• [INSTRUCTIONS FOR THE TASK] Starting at the top of the entries, restate word for word each line up to and including the one with "pub seek: u64, // |to - from|".

##########

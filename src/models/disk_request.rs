use serde::{Deserialize, Serialize};

pub type Cylinder = u64;

#[derive(Serialize, Deserialize, Debug, Clone, Copy, PartialEq, Eq)]
pub struct DiskRequest {
    pub id: u64,
    pub cylinder: Cylinder,
}

/// 연속된 두 헤드 위치 사이의 이동
#[derive(Serialize, Deserialize, Debug, Clone, Copy, PartialEq, Eq)]
pub struct SeekOperation {
    pub from: Cylinder,
    pub to: Cylinder,
    pub seek: u64, // |to - from|
    // SCAN의 경계 이동은 요청이 없으므로 None
    pub request: Option<u64>,
}

impl SeekOperation {
    pub fn new(from: Cylinder, to: Cylinder, request: Option<u64>) -> Self {
        Self {
            from,
            to,
            seek: from.abs_diff(to),
            request,
        }
    }
}

/// 디스크 스케줄링 결과
///
/// `sequence[0]`은 시작 헤드 위치이고 이후 항목은 방문 순서다.
#[derive(Serialize, Deserialize, Debug, Clone, PartialEq, Eq)]
pub struct DiskSchedulingResult {
    pub sequence: Vec<Cylinder>,
    pub seek_operations: Vec<SeekOperation>,
    pub total_seek_time: u64,
}

impl DiskSchedulingResult {
    pub fn is_empty(&self) -> bool {
        self.seek_operations.is_empty()
    }

    pub fn average_seek_time(&self) -> f64 {
        let served = self.served_requests();
        if served == 0 {
            0.0
        } else {
            self.total_seek_time as f64 / served as f64
        }
    }

    /// 호출자가 그대로 보여줄 수 있는 결과 메시지. 요청이 없는 경우도 정상 결과다.
    pub fn message(&self) -> String {
        if self.is_empty() {
            "No requests to schedule".to_string()
        } else {
            format!(
                "Served {} requests, total seek {}",
                self.served_requests(),
                self.total_seek_time
            )
        }
    }

    /// 실제 요청을 처리한 이동 수 (경계 이동 제외)
    pub fn served_requests(&self) -> usize {
        self.seek_operations
            .iter()
            .filter(|op| op.request.is_some())
            .count()
    }
}
use serde::{Deserialize, Serialize};

// 시뮬레이션 시간 단위 (정수 tick)
pub type Ticks = u64;

/// 스케줄러에 입력되는 프로세스 정의
///
/// 파생 값(시작/완료/대기 시간 등)은 여기에 없고, 엔진이 실행을 마친 뒤
/// [`ScheduledProcess`]로만 돌려준다.
#[derive(Serialize, Deserialize, Debug, Clone, PartialEq, Eq)]
pub struct Process {
    pub id: String,
    pub arrival_time: Ticks,
    pub burst_time: Ticks,
    #[serde(default)]
    pub priority: u32, // 낮을수록 우선
}

impl Process {
    pub fn new(id: impl Into<String>, arrival_time: Ticks, burst_time: Ticks, priority: u32) -> Self {
        Self {
            id: id.into(),
            arrival_time,
            burst_time,
            priority,
        }
    }
}

/// 한 번의 스케줄링 실행으로 계산된 프로세스별 지표
#[derive(Serialize, Deserialize, Debug, Clone, Copy, PartialEq, Eq)]
pub struct ProcessMetrics {
    pub start_time: Ticks,      // 최초 dispatch 시각
    pub completion_time: Ticks,
    pub waiting_time: Ticks,    // turnaround - burst
    pub turnaround_time: Ticks, // completion - arrival
    pub response_time: Ticks,   // start - arrival
}

impl ProcessMetrics {
    pub fn derive(process: &Process, start_time: Ticks, completion_time: Ticks) -> Self {
        let turnaround_time = completion_time - process.arrival_time;
        Self {
            start_time,
            completion_time,
            waiting_time: turnaround_time - process.burst_time,
            turnaround_time,
            response_time: start_time - process.arrival_time,
        }
    }
}

/// 입력 프로세스 + 파생 지표
#[derive(Serialize, Deserialize, Debug, Clone, PartialEq, Eq)]
pub struct ScheduledProcess {
    #[serde(flatten)]
    pub process: Process,
    #[serde(flatten)]
    pub metrics: ProcessMetrics,
    // 원래 입력 목록에서의 위치 (색상 매핑용)
    pub input_index: usize,
}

##########

• [EXERCISE OUTPUT]
filename src/models/disk_request.rs
use serde::{Deserialize, Serialize};

pub type Cylinder = u64;

#[derive(Serialize, Deserialize, Debug, Clone, Copy, PartialEq, Eq)]
pub struct DiskRequest {
    pub id: u64,
    pub cylinder: Cylinder,
}

/// 연속된 두 헤드 위치 사이의 이동
#[derive(Serialize, Deserialize, Debug, Clone, Copy, PartialEq, Eq)]
pub struct SeekOperation {
    pub from: Cylinder,
    pub to: Cylinder,
    pub seek: u64, // |to - from|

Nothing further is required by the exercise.